[Records excerpted from a collection]
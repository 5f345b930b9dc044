//! The owned document tree consumed by the merge, sort, and bind passes.

mod node;
mod parser;
mod writer;

pub use node::{DocumentNode, ID_ATTRIBUTE, NodeId, TEMPLATE_ATTRIBUTE, TYPE_ATTRIBUTE};
pub use parser::{parse_document, parse_str};
pub use writer::write_document;

#[cfg(test)]
mod tests;
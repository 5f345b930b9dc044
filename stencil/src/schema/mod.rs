//! Static type metadata: member descriptors, schemas, and the registry.
//!
//! The registry is the crate's stand-in for runtime reflection. Target types
//! are registered once per build run; every externally visible name (alias,
//! collection-item alias, identifier) then resolves to a member descriptor
//! carrying the kind, writability, declaring-type rank, and explicit order
//! that the merge, sort, and bind passes key off.

mod member;
mod registry;

pub use member::{Member, MemberKind};
pub use registry::{ResolvedMember, SchemaRegistry, TypeSchema};

#[cfg(test)]
mod tests;
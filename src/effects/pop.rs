use rand::RngCore;
use crate::document::{Event, Tag};
use crate::style::Anchor;
use crate::transcript::Word;
use super::{anchored, WordEffect, WordTiming};

/// Word that pops in: 80% → 110% over 80ms, then settles at 100% by 150ms
///
/// This is the fallback for unknown preset identifiers.
#[derive(Debug, Default, Clone, Copy)]
pub struct WordPop;

impl WordEffect for WordPop {
    fn emit(&self, word: &Word, timing: WordTiming, anchor: Anchor, _rng: &mut dyn RngCore) -> Vec<Event> {
        vec![
            Event::text(1, timing.start_ms, timing.end_ms, word.text.clone())
                .tags(anchored(anchor))
                .tags([
                    Tag::Scale(80),
                    Tag::transform(0, 80, vec![Tag::Scale(110)]),
                    Tag::transform(80, 150, vec![Tag::Scale(100)]),
                ]),
        ]
    }
}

What is expected: A word-for-word copy of the entries, from the first line through the line containing "reflection. Target types", is the whole answer.

Expected output:
repository 5f345b930b9dc044
//! The owned document tree consumed by the merge, sort, and bind passes.

mod node;
mod parser;
mod writer;

pub use node::{DocumentNode, ID_ATTRIBUTE, NodeId, TEMPLATE_ATTRIBUTE, TYPE_ATTRIBUTE};
pub use parser::{parse_document, parse_str};
pub use writer::write_document;

#[cfg(test)]
mod tests;
repository 5f345b930b9dc044
filename stencil/src/schema/mod.rs
//! Static type metadata: member descriptors, schemas, and the registry.
//!
//! The registry is the crate's stand-in for runtime reflection. Target types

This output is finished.